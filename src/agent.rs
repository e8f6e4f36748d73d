//! Wiring from a loaded [`Config`] to the engine and health report an agent serves.

use std::collections::BTreeMap;
use std::sync::Arc;
use std::time::Duration;

use anyhow::Context;
use hail_a2a::card::card_for;
use hail_a2a::{AgentCard, HealthResponse, RemoteAgentClient, SecretHealth};
use hail_core::config::{AgentRole, Config, EngineMode};
use hail_core::form::FormRegistry;
use hail_core::session::SessionStore;
use hail_core::{
    OracleCaller, OracleGreeter, PatternCaller, PatternGreeter, Secret, TaskStreamEngine,
};
use hail_llm::ToolCallingOracle;
use hail_llm::openai::OpenAiOracle;

fn build_oracle(config: &Config) -> anyhow::Result<Arc<dyn ToolCallingOracle>> {
    let api_key = config
        .llm
        .api_key
        .as_ref()
        .filter(|k| !k.is_empty())
        .context("oracle mode requires an API key")?;
    let oracle = OpenAiOracle::new(
        api_key.expose(),
        &config.llm.base_url,
        &config.llm.model,
        Duration::from_secs(config.llm.timeout_secs),
    )
    .context("failed to build completion client")?;
    tracing::info!(model = %config.llm.model, "using completion oracle");
    Ok(Arc::new(oracle))
}

/// Engine for the configured role and mode, sharing `sessions` with the server.
/// The Greeter keeps its pending forms in `forms`.
///
/// # Errors
///
/// Returns an error if an HTTP client for the oracle or the peer cannot be built.
pub fn build_engine(
    config: &Config,
    sessions: &SessionStore,
    forms: &FormRegistry,
) -> anyhow::Result<Arc<dyn TaskStreamEngine>> {
    let iterations = config.llm.max_tool_iterations;
    let engine: Arc<dyn TaskStreamEngine> = match config.agent.role {
        AgentRole::Greeter => {
            let forms = forms.clone();
            match config.agent.mode {
                EngineMode::Pattern => Arc::new(PatternGreeter::new(sessions.clone(), forms)),
                EngineMode::Oracle => Arc::new(
                    OracleGreeter::new(build_oracle(config)?, sessions.clone(), forms)
                        .with_max_iterations(iterations),
                ),
            }
        }
        AgentRole::Caller => {
            if config.peer.url.is_empty() {
                tracing::warn!("AGENT_A_URL is not set; greeting requests will report an error");
            }
            let peer = Arc::new(
                RemoteAgentClient::from_config(&config.peer)
                    .context("failed to build peer client")?,
            );
            match config.agent.mode {
                EngineMode::Pattern => Arc::new(PatternCaller::new(sessions.clone(), peer)),
                EngineMode::Oracle => Arc::new(
                    OracleCaller::new(build_oracle(config)?, sessions.clone(), peer)
                        .with_max_iterations(iterations),
                ),
            }
        }
    };
    Ok(engine)
}

#[must_use]
pub fn health_for(config: &Config) -> HealthResponse {
    let mut secrets = BTreeMap::new();
    match config.agent.role {
        AgentRole::Greeter => {
            let key = config.llm.api_key.as_ref().map(Secret::expose);
            secrets.insert("OPENAI_API_KEY".to_owned(), SecretHealth::of(key));
        }
        AgentRole::Caller => {
            secrets.insert(
                "AGENT_A_URL".to_owned(),
                SecretHealth::of(Some(config.peer.url.as_str())),
            );
        }
    }
    HealthResponse::running(config.agent_name(), secrets)
}

#[must_use]
pub fn card(config: &Config) -> AgentCard {
    card_for(config.agent.role, config.agent_name(), &config.public_url())
}

#[cfg(test)]
mod tests {
    use super::*;

    fn config(role: AgentRole) -> Config {
        let mut config = Config::default();
        config.agent.role = role;
        config
    }

    #[test]
    fn greeter_health_checks_api_key() {
        let mut cfg = config(AgentRole::Greeter);
        let health = health_for(&cfg);
        assert_eq!(health.status, "Greeter Agent is running.");
        assert_eq!(health.secrets_health["OPENAI_API_KEY"], SecretHealth::Missing);

        cfg.llm.api_key = Some(Secret::new("sk-test"));
        assert_eq!(
            health_for(&cfg).secrets_health["OPENAI_API_KEY"],
            SecretHealth::Ok
        );
    }

    #[test]
    fn caller_health_checks_peer_url() {
        let mut cfg = config(AgentRole::Caller);
        assert_eq!(
            health_for(&cfg).secrets_health["AGENT_A_URL"],
            SecretHealth::Missing
        );
        cfg.peer.url = "http://localhost:8081".into();
        let health = health_for(&cfg);
        assert_eq!(health.status, "Caller Agent is running.");
        assert_eq!(health.secrets_health["AGENT_A_URL"], SecretHealth::Ok);
        assert!(!health.secrets_health.contains_key("OPENAI_API_KEY"));
    }

    #[test]
    fn card_uses_public_url_and_name_override() {
        let mut cfg = config(AgentRole::Caller);
        cfg.agent.name = Some("Relay".into());
        cfg.server.public_url = "https://relay.example".into();
        let card = card(&cfg);
        assert_eq!(card.name, "Relay");
        assert_eq!(card.url, "https://relay.example");
    }

    #[test]
    fn oracle_mode_without_key_fails_to_build() {
        let mut cfg = config(AgentRole::Greeter);
        cfg.agent.mode = EngineMode::Oracle;
        let err = build_engine(&cfg, &SessionStore::new(), &FormRegistry::new())
            .err()
            .expect("missing key must fail");
        assert!(err.to_string().contains("API key"));
    }

    #[test]
    fn pattern_engines_build_without_credentials() {
        let sessions = SessionStore::new();
        let forms = FormRegistry::new();
        assert!(build_engine(&config(AgentRole::Greeter), &sessions, &forms).is_ok());
        assert!(build_engine(&config(AgentRole::Caller), &sessions, &forms).is_ok());
    }
}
────────────────────────────────────────
* [Task goal] Among the lines above, which hold the word "forms"? Report each one.

* [Answer box]
/// The Greeter keeps its pending forms in `forms`.
    forms: &FormRegistry,
            let forms = forms.clone();
                EngineMode::Pattern => Arc::new(PatternGreeter::new(sessions.clone(), forms)),
                    OracleGreeter::new(build_oracle(config)?, sessions.clone(), forms)
        let forms = FormRegistry::new();
        assert!(build_engine(&config(AgentRole::Greeter), &sessions, &forms).is_ok());
        assert!(build_engine(&config(AgentRole::Caller), &sessions, &forms).is_ok());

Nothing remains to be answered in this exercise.